第4話 女子会
そこから2人で今のチーム状況についての思いの丈を交互に叶野に話し、気がつけば一時間は経過していた。
「もう8時前ね。折角だからこのままご飯食べに行かない?」
「まだ残業があるので、すみません」
「くにちゃん、それを無くすためにわたしが動いてるんだから、今日はもう仕事は終わり。仕事ってメリハリつけないとつぶれちゃうからね」
「分かりました。じゃあ今日はご一緒させてください」
「相馬くんは?」
「……すみません、俺は帰れるならちょっとでも早く家に帰りたいです。すみません」
「それは残念。じゃあくにちゃん2人で行こうか。

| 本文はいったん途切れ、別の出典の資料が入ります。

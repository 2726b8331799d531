//! Genesis Operator - multi-tenant workspaces from Tenant resources

use std::path::PathBuf;
use std::sync::Arc;

use clap::{Parser, Subcommand, ValueEnum};
use k8s_openapi::apiextensions_apiserver::pkg::apis::apiextensions::v1::CustomResourceDefinition;
use kube::api::{Patch, PatchParams};
use kube::core::admission::Operation;
use kube::{Api, Client, CustomResourceExt, ResourceExt};

use genesis_operator::config::{ControllerArgs, TelemetryArgs};
use genesis_operator::controller::{self, Context};
use genesis_operator::crd::Tenant;
use genesis_operator::retry::{retry_with_backoff, RetryConfig};
use genesis_operator::telemetry::init_telemetry;
use genesis_operator::webhook::{self, AdmissionPipeline};
use genesis_operator::{crd_yaml, FIELD_MANAGER};

/// Genesis - provisions and governs multi-tenant workspaces
#[derive(Parser, Debug)]
#[command(name = "genesis-operator", version, about, long_about = None)]
struct Cli {
    /// Print the Tenant CRD manifest and exit
    #[arg(long)]
    crd: bool,

    #[command(flatten)]
    telemetry: TelemetryArgs,

    #[command(flatten)]
    controller: ControllerArgs,

    #[command(subcommand)]
    command: Option<Commands>,
}

#[derive(Subcommand, Debug)]
enum Commands {
    /// Run the tenant controller and the admission webhooks (default mode)
    Controller,

    /// Run a Tenant manifest through the admission pipeline and print the result
    ///
    /// Exits non-zero when the manifest would be rejected.
    Admit(AdmitArgs),
}

/// Admit mode arguments
#[derive(Parser, Debug)]
struct AdmitArgs {
    /// Path to a Tenant manifest (YAML or JSON)
    #[arg(short = 'f', long = "file")]
    file: PathBuf,

    /// Admission operation to simulate
    #[arg(long, value_enum, default_value_t = AdmitOperation::Create)]
    operation: AdmitOperation,
}

#[derive(Clone, Copy, Debug, ValueEnum)]
enum AdmitOperation {
    Create,
    Update,
    Delete,
}

impl From<AdmitOperation> for Operation {
    fn from(op: AdmitOperation) -> Self {
        match op {
            AdmitOperation::Create => Operation::Create,
            AdmitOperation::Update => Operation::Update,
            AdmitOperation::Delete => Operation::Delete,
        }
    }
}

#[tokio::main]
async fn main() -> anyhow::Result<()> {
    if let Err(e) = rustls::crypto::aws_lc_rs::default_provider().install_default() {
        eprintln!("CRITICAL: Failed to install crypto provider: {:?}", e);
        std::process::exit(1);
    }

    let cli = Cli::parse();

    if cli.crd {
        println!("{}", crd_yaml()?);
        return Ok(());
    }

    init_telemetry(cli.telemetry.telemetry_config())?;

    match cli.command {
        Some(Commands::Admit(args)) => run_admit(args).await,
        Some(Commands::Controller) | None => run_controller(cli.controller).await,
    }
}

/// Run a manifest through defaulting and validation without a cluster
async fn run_admit(args: AdmitArgs) -> anyhow::Result<()> {
    let content = tokio::fs::read_to_string(&args.file)
        .await
        .map_err(|e| anyhow::anyhow!("Failed to read {:?}: {}", args.file, e))?;

    // YAML is a superset of JSON, so both formats parse here
    let doc: serde_json::Value = serde_yaml::from_str(&content)
        .map_err(|e| anyhow::anyhow!("Failed to parse {:?}: {}", args.file, e))?;
    let raw = serde_json::to_vec(&doc)?;

    let report = AdmissionPipeline.review(&args.operation.into(), &raw);
    println!("{}", serde_json::to_string_pretty(&report)?);

    if report.allowed() {
        Ok(())
    } else {
        let (stage, decision) = report.final_decision();
        Err(anyhow::anyhow!(
            "Tenant rejected by {} stage: {}",
            stage,
            decision.reason()
        ))
    }
}

/// Install or update the Tenant CRD using server-side apply
async fn ensure_crd_installed(client: &Client) -> anyhow::Result<()> {
    let crds: Api<CustomResourceDefinition> = Api::all(client.clone());
    let params = PatchParams::apply(FIELD_MANAGER).force();
    let crd = Tenant::crd();
    let name = crd.name_any();

    tracing::info!(crd = %name, "Installing Tenant CRD...");
    let (crds, params, crd, name) = (&crds, &params, &crd, name.as_str());
    retry_with_backoff(
        &RetryConfig::with_max_attempts(5),
        "install_tenant_crd",
        || async move { crds.patch(name, params, &Patch::Apply(crd)).await },
    )
    .await
    .map_err(|e| anyhow::anyhow!("Failed to install Tenant CRD: {}", e))?;

    tracing::info!("Tenant CRD installed/updated");
    Ok(())
}

async fn run_controller(args: ControllerArgs) -> anyhow::Result<()> {
    tracing::info!("Genesis operator starting...");

    let client = Client::try_default()
        .await
        .map_err(|e| anyhow::anyhow!("Failed to create Kubernetes client: {}", e))?;

    if args.install_crds {
        ensure_crd_installed(&client).await?;
    }

    let tls = args.tls()?;
    let ctx = Arc::new(
        Context::builder(client.clone())
            .resync_interval(args.resync_interval())
            .build(),
    );

    tracing::info!(
        webhook_addr = %args.webhook_addr,
        tls = tls.is_some(),
        concurrency = args.concurrency,
        resync_secs = args.resync_interval().as_secs(),
        "Starting admission webhooks and Tenant controller"
    );

    let webhooks = webhook::serve(args.webhook_addr, tls);
    let tenant_controller = controller::run(client, ctx, args.concurrency);

    tokio::select! {
        result = webhooks => {
            result?;
            tracing::info!("Webhook server stopped");
        }
        _ = tenant_controller => {
            tracing::info!("Tenant controller completed");
        }
    }

    tracing::info!("Genesis operator shutting down");
    Ok(())
}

一階のロビーで待ち合わせね」
3人で行く流れになると思っていたが、まさかの叶野との二人っきりの飲み会に緊張は増す。ただ、聞きたかったことが聞けるかもしれないという期待はあった。
「一汰つきあい悪い~」
再び下りの階段で一汰に文句を言う。
「悪い。嫁が悪阻でストレスMAXなんだわ」
「環奈が? 2人目できてたんだ」
「どうせなら一気に産休取った方が戻りやすいってな」
言い訳がましく一汰は言うが、一汰が胸の大きな嫁に夢中なことも知っている。
一汰は同期と結婚をしていて、その嫁である環奈からは時々立夏の元にもメールは来ていた。何だかんだ愚痴は言っているものの、2人ができたということは、プライベートは充実しているようで何よりだった。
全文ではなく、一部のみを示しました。